Original comment by agrothberg on 18 Apr 2013 at 12:31

GoogleCodeExporter commented 9 years ago
So, I've been considering this a bit.  I think there's a middle ground that we 
might be able to reach.  Right now we have output like this:

Starting experiment 1 of 32: {instrument=allocation, method=Sort, vm=default, 
parameters={distribution=SAWTOOTH, length=10}}
Complete!
Starting experiment 2 of 32: {instrument=allocation, method=Sort, vm=default, 
parameters={distribution=SAWTOOTH, length=100}}
Complete!
…

What if each successful experiment output summary statistics for its 
measurements?  (I'm using 0's rather than real data)

Starting experiment 1 of 32: {instrument=allocation, method=Sort, vm=default, 
parameters={distribution=SAWTOOTH, length=10}}
  objects: min=0.0, 1st qu.=0.0, median=0.0, mean=0.0, 3rd qu.=0.0, max=0.0
  bytes: min=0.0, 1st qu.=0.0, median=0.0, mean=0.0, 3rd qu.=0.0, max=0.0
Starting experiment 2 of 32: {instrument=micro, method=Sort, vm=default, 
parameters={distribution=SAWTOOTH, length=10}}
  runtime: min=0.0, 1st qu.=0.0, median=0.0, mean=0.0, 3rd qu.=0.0, max=0.0
…

FWIW, this is similar to the output from R's summary function.  The reason I 
like it is that it's quite specifically not a table.  It's a good summary of 
the data that you can use to get a reasonable idea of the data, but nobody 
should try to use it as a "result".

Thoughts?

Original comment by gak@google.com on 22 Apr 2013 at 5:09

GoogleCodeExporter commented 9 years ago
That seems reasonable.

Original comment by agrothberg on 23 Apr 2013 at 3:09

GoogleCodeExporter commented 9 years ago
I think you may find that this is going to be a non-starter for a lot of 
developers. 

I'm not really excited about adding a 3rd party for all my benchmarks which can 
just break.

And specifically, it's broken for me now :-(

So caliper is completely useless to me at the moment because the app is down.

Original comment by burtona...@gmail.com on 26 Jul 2013 at 10:44

GoogleCodeExporter commented 9 years ago
We're working with the AE team to figure out why the webapp has had so many 
problems.  The poor reliability of the app has been a big headache.

That said, every time I feel like there may be argument for a distilled 
benchmark report I see a bug report like the one on 
https://code.google.com/p/guava-libraries/issues/detail?id=1486#c4 .  There is 
so little data being reported, so little information about the VM, so little 
about the variability in the experiments that the data is virtually worthless.  
Not that I don't agree with some of the conclusions or think that the numbers 
might not reflect some version of some valid use case, but the report gives so 
little information that it just sort of masquerades as data.  It's a tough call.

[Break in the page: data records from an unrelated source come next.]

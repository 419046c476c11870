//! Headless anticipation demo.
//!
//! A predictor and an authority run in lockstep over simulated links with
//! configurable latency. Scripted input edits four sample values and drives a
//! player around; the authority also advances a fifth value on its own. The
//! run ends with a comparison of what the predictor shows against ground truth.
//!
//! Configuration is loaded from `config.ron` and can be overridden via CLI flags.
//! Run with `cargo run -p augur-demo -- --latency-ms 300 --log-level debug`.

mod authority;
mod error;
mod player;
mod predictor;
mod protocol;
mod script;
mod session;

use std::process::ExitCode;

use augur_anticipation::FixedStepper;
use augur_config::{CliArgs, Config, default_config_dir};
use clap::Parser;
use rand::{Rng, SeedableRng};
use rand_xoshiro::Xoshiro256StarStar;
use tracing::{error, info};

use crate::error::DemoError;
use crate::protocol::ValueId;
use crate::session::Session;

/// Idle time after the script ends, so the last confirmations land.
const SETTLE_SECONDS: u64 = 1;

fn main() -> ExitCode {
    let args = CliArgs::parse();

    // Resolve config directory
    let Some(config_dir) = args.config.clone().or_else(default_config_dir) else {
        eprintln!("Failed to resolve config directory, pass --config");
        return ExitCode::FAILURE;
    };

    // Load or create config, then apply CLI overrides
    let mut config = Config::load_or_create(&config_dir).unwrap_or_else(|e| {
        eprintln!("Failed to load config: {e}, using defaults");
        Config::default()
    });
    config.apply_cli_overrides(&args);

    let log_dir = config_dir.join("logs");
    augur_log::init_logging(Some(&log_dir), cfg!(debug_assertions), Some(&config));

    match run(&config) {
        Ok(()) => ExitCode::SUCCESS,
        Err(err) => {
            error!(%err, "demo failed");
            ExitCode::FAILURE
        }
    }
}

fn run(config: &Config) -> Result<(), DemoError> {
    let mut session = Session::init(config)?;
    let step = 1.0 / f64::from(config.simulation.tick_rate);
    let mut stepper = FixedStepper::new(step, config.simulation.max_frame_time)?;
    // Uneven frame times, reproducible per seed.
    let mut frames = Xoshiro256StarStar::seed_from_u64(config.network.seed.rotate_left(32));
    let total = config.demo.ticks + SETTLE_SECONDS * u64::from(config.simulation.tick_rate);

    info!(
        ticks = config.demo.ticks,
        latency_ms = config.network.latency_ms,
        jitter_ms = config.network.jitter_ms,
        stale_policy = ?config.anticipation.stale_policy,
        "starting anticipation demo"
    );

    while session.ticks() < total {
        let frame_time = frames.gen_range(0.008..0.030);
        for _ in 0..stepper.advance(frame_time) {
            if session.ticks() >= total {
                break;
            }
            session.step()?;
        }
    }

    let summary = session.summary();
    for (id, (displayed, authoritative)) in ValueId::ALL.iter().zip(summary.values) {
        info!(value = ?id, displayed, authoritative, "final value");
    }
    info!(
        ticks = summary.ticks,
        value_e_error = summary.value_e_error,
        player_error = summary.player_error,
        ledger_len = summary.ledger_len,
        requests = summary.requests_sent,
        updates = summary.updates_sent,
        ignored = summary.stats.ignored,
        followed = summary.stats.followed,
        reanticipated = summary.stats.reanticipated,
        snapped = summary.stats.snapped,
        rejected = summary.stats.rejected,
        "demo finished"
    );

    session.teardown();
    info!(
        requests_applied = session.authority().requests(),
        ledger_consumers = session.predictor().inputs().consumer_count(),
        "session closed"
    );
    Ok(())
}
//! Configuration error types.

/// Errors that can occur when loading, saving, parsing or validating
/// configuration.
#[derive(Debug, thiserror::Error)]
pub enum ConfigError {
    /// Failed to read the config file from disk.
    #[error("failed to read config: {0}")]
    ReadError(#[source] std::io::Error),

    /// Failed to write the config file to disk.
    #[error("failed to write config: {0}")]
    WriteError(#[source] std::io::Error),

    /// Failed to parse RON content.
    #[error("failed to parse config: {0}")]
    ParseError(#[source] ron::error::SpannedError),

    /// Failed to serialize config to RON.
    #[error("failed to serialize config: {0}")]
    SerializeError(#[source] ron::Error),

    /// A setting is outside its valid range.
    #[error("invalid config value for `{field}`: {reason}")]
    Invalid {
        /// Dotted path of the offending setting.
        field: &'static str,
        /// What is wrong with it.
        reason: String,
    },
}
//! Helpers for file-save dialogs whose filters look like
//! `"Comma separated file (*.csv)"` or `"Images (*.png *.jpg)"`.
//!
//! The dialog itself belongs to the GUI toolkit. These helpers only decide
//! which suffix a filter implies and whether the chosen path needs it.

use std::{
    ffi::OsString,
    path::{Path, PathBuf},
};

/// Extract the first file suffix from a dialog filter string.
///
/// ex: `"Comma separated file (*.csv)"` -> `Some("csv")`
/// ex: `"Images (*.png *.jpg)"` -> `Some("png")`
/// ex: `"All files (*)"` -> `None`
pub fn filter_suffix(filter: &str) -> Option<&str> {
    let (_description, patterns) = filter.rsplit_once(" (")?;
    let patterns = patterns.strip_suffix(')')?;
    let first = patterns.split_ascii_whitespace().next()?;
    let suffix = first.strip_prefix("*.")?;

    let is_plain_suffix = !suffix.is_empty()
        && !suffix.contains(|c: char| matches!(c, '*' | '?' | '/' | '\\'));
    is_plain_suffix.then_some(suffix)
}

/// Append the suffix implied by `filter` to `path` if `path` doesn't already
/// have an extension. An empty path (a cancelled dialog) is returned as-is.
///
/// A trailing `.` counts as "no extension" and is reused, so `report.` with a
/// CSV filter becomes `report.csv`.
pub fn with_default_suffix(path: &Path, filter: &str) -> PathBuf {
    let suffix = match filter_suffix(filter) {
        Some(suffix) => suffix,
        None => return path.to_path_buf(),
    };
    if path.as_os_str().is_empty() {
        return path.to_path_buf();
    }

    match path.extension() {
        Some(ext) if !ext.is_empty() => path.to_path_buf(),
        _ => {
            let mut out = OsString::from(path.as_os_str());
            if !path.as_os_str().to_string_lossy().ends_with('.') {
                out.push(".");
            }
            out.push(suffix);
            PathBuf::from(out)
        }
    }
}
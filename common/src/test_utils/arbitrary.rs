use proptest::{
    arbitrary::any,
    collection::vec,
    sample,
    strategy::{BoxedStrategy, Strategy},
};

/// The Base58 alphabet used by PRiVCY addresses. Note the missing `0`, `O`,
/// `I`, and `l`.
pub const BASE58_ALPHABET: &[u8] =
    b"123456789ABCDEFGHJKLMNPQRSTUVWXYZabcdefghijkmnopqrstuvwxyz";

/// An `Arbitrary`-like [`Strategy`] for address-shaped strings: 26-35 Base58
/// chars of mixed case. These are not checksummed, which is fine wherever
/// address validation is someone else's job.
pub fn any_base58_address() -> BoxedStrategy<String> {
    vec(sample::select(BASE58_ALPHABET), 26..=35)
        .prop_map(|bytes| bytes.into_iter().map(char::from).collect())
        .boxed()
}

/// An `Arbitrary`-like [`Strategy`] for short, human-entered text, e.g. a
/// payment label. Includes whitespace, punctuation, and non-ASCII chars.
pub fn any_label() -> BoxedStrategy<String> {
    any::<String>()
        .prop_map(|s| s.chars().take(64).collect())
        .boxed()
}
//! privcy-uri CLI

use argh::FromArgs;
use common::{denomination::Denomination, or_env::OrEnvExt as _};

/// Parse and encode PRiVCY payment URIs.
// NOTE: Keep the env var names here in sync with the crate docs in `lib.rs`.
#[derive(Debug, FromArgs)]
pub struct PrivcyUriArgs {
    /// optional: the URI scheme to accept and produce.
    ///
    /// Default: "PRiVCY".
    /// Env: `PAYMENT_URI_SCHEME`.
    #[argh(option)]
    pub scheme: Option<String>,

    /// optional: the unit amounts are displayed and entered in.
    ///
    /// Options: ["PRIV", "mPRIV", "uPRIV"].
    /// Default: "PRIV".
    /// Env: `PRIVCY_UNIT`.
    #[argh(option)]
    pub unit: Option<Denomination>,

    #[argh(subcommand)]
    pub cmd: Command,
}

#[derive(Debug, FromArgs)]
#[argh(subcommand)]
pub enum Command {
    Parse(ParseArgs),
    Encode(EncodeArgs),
}

/// Parse a payment URI and print it as JSON.
#[derive(Debug, FromArgs)]
#[argh(subcommand, name = "parse")]
pub struct ParseArgs {
    /// the payment URI, e.g. `PRiVCY:<address>?amount=1.5`.
    #[argh(positional)]
    pub uri: String,
}

/// Build a payment URI from its parts.
#[derive(Debug, FromArgs)]
#[argh(subcommand, name = "encode")]
pub struct EncodeArgs {
    /// required: the payment destination.
    #[argh(option)]
    pub address: String,

    /// optional: the requested amount, in `--unit`.
    #[argh(option)]
    pub amount: Option<String>,

    /// optional: a label for the recipient.
    #[argh(option)]
    pub label: Option<String>,
}

impl PrivcyUriArgs {
    /// Parse args from the process' command line, then fill any unset options
    /// from env.
    pub fn from_env() -> anyhow::Result<Self> {
        let mut args = argh::from_env::<Self>();
        args.or_env_mut()?;
        Ok(args)
    }

    /// Fill from env vars if they're set
    pub fn or_env_mut(&mut self) -> anyhow::Result<()> {
        self.scheme.or_env_mut("PAYMENT_URI_SCHEME")?;
        self.unit.or_env_mut("PRIVCY_UNIT")?;
        Ok(())
    }

    pub fn scheme(&self) -> &str {
        self.scheme
            .as_deref()
            .unwrap_or(payment_uri::PaymentRequest::URI_SCHEME)
    }

    pub fn unit(&self) -> Denomination {
        self.unit.unwrap_or_default()
    }
}
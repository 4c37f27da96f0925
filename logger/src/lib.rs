//! Common logger configuration for PRiVCY binaries and tests.

use std::str::FromStr;

use tracing::Level;
use tracing_subscriber::{
    filter::Targets,
    layer::{Layer, SubscriberExt},
    util::{SubscriberInitExt, TryInitError},
};

/// Initialize a global `tracing` logger.
///
/// + The logger will print enabled `tracing` events and spans to stderr, so
///   they never mix with a binary's machine-readable stdout.
/// + The default log level includes INFO, WARN, and ERROR events.
/// + You can change the log level or module filtering with an appropriate
///   `RUST_LOG` env var set. Read more about the syntax here:
///   <https://docs.rs/tracing-subscriber/latest/tracing_subscriber/filter/targets/struct.Targets.html>
///
/// Panics if a logger is already initialized. This will fail if used in tests,
/// since multiple test threads will compete to set the global logger.
pub fn init() {
    try_init().expect("Failed to setup logger");
}

/// Use this to initialize the global logger in tests.
pub fn init_for_testing() {
    // Quickly skip logger setup if no env var set.
    if std::env::var_os("RUST_LOG").is_none() {
        return;
    }

    // Don't panic if there's already a logger setup. Multiple tests might try
    // setting the global logger.
    let _ = try_init();
}

/// Try to initialize a global logger. Will return an `Err` if there is another
/// global logger already set.
pub fn try_init() -> Result<(), TryInitError> {
    let filter = rust_log_filter(std::env::var("RUST_LOG").ok().as_deref());

    let stderr_log = tracing_subscriber::fmt::layer()
        .compact()
        .with_level(true)
        .with_target(true)
        .with_writer(std::io::stderr)
        .with_ansi(std::env::var_os("NO_COLOR").is_none())
        .with_filter(filter);

    tracing_subscriber::registry().with(stderr_log).try_init()
}

/// Defaults to INFO logs if no `RUST_LOG` env var is set or we can't parse
/// the targets filter.
fn rust_log_filter(rust_log: Option<&str>) -> Targets {
    rust_log
        .and_then(|rust_log| Targets::from_str(rust_log).ok())
        .unwrap_or_else(|| Targets::new().with_default(Level::INFO))
}

#[cfg(test)]
mod test {
    use super::*;

    #[test]
    fn rust_log_filter_defaults_to_info() {
        let filter = rust_log_filter(None);
        assert!(filter.would_enable("payment_uri", &Level::INFO));
        assert!(!filter.would_enable("payment_uri", &Level::DEBUG));
    }

    #[test]
    fn rust_log_filter_parses_targets() {
        let filter = rust_log_filter(Some("info,payment_uri=trace"));
        assert!(filter.would_enable("payment_uri", &Level::TRACE));
        assert!(!filter.would_enable("common", &Level::DEBUG));
        assert!(filter.would_enable("common", &Level::INFO));
    }

    #[test]
    fn init_for_testing_is_idempotent() {
        init_for_testing();
        init_for_testing();
        tracing::info!("logger still works");
    }
}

Also, I do think that "completely useless" is a bit of a overstatement.  From 
the 500 rates being recorded, running any run twice should yield a complete 
data set the vast majority of the time.

Original comment by gak@google.com on 26 Jul 2013 at 11:06

GoogleCodeExporter commented 9 years ago
So here's my perspective. I'm dead in the water now.

I'm trying to work on benchmarking my code and 95% of what I want is just a 
GENERAL understanding of the performance.  The console output WOULD give me 
that number.

You guys can just have a very big disclaimer saying "THE CONSOLE OUTPUT IS ONLY 
AN APPROXIMATION" ... or something along these lines.  

It's VERY similar to the situation of having microbenchmarks for all your 
hardware platforms.  Only having ONE platform is kind of useless.  you really 
need to have all the JVMs you're running on tested as well as all the OSes and 
hardware.

But you wouldn't suggest actually HIDING this data from the user.

I think this is the state I'm in now.. I'm flying blind, the webapp is down, 
and I have no way to resolve this.

Just do both... show a brief console report and a link to the webapp.

Another option is to ship a native app too.. 

Original comment by burtona...@gmail.com on 26 Jul 2013 at 11:13

GoogleCodeExporter commented 9 years ago
another idea here... how about just writing a static .html report and maybe 
using Velocity.

I'd still like the HTML reports but I'd like them more like the junit HTML 
output so I can integrate them into our continuous integration system.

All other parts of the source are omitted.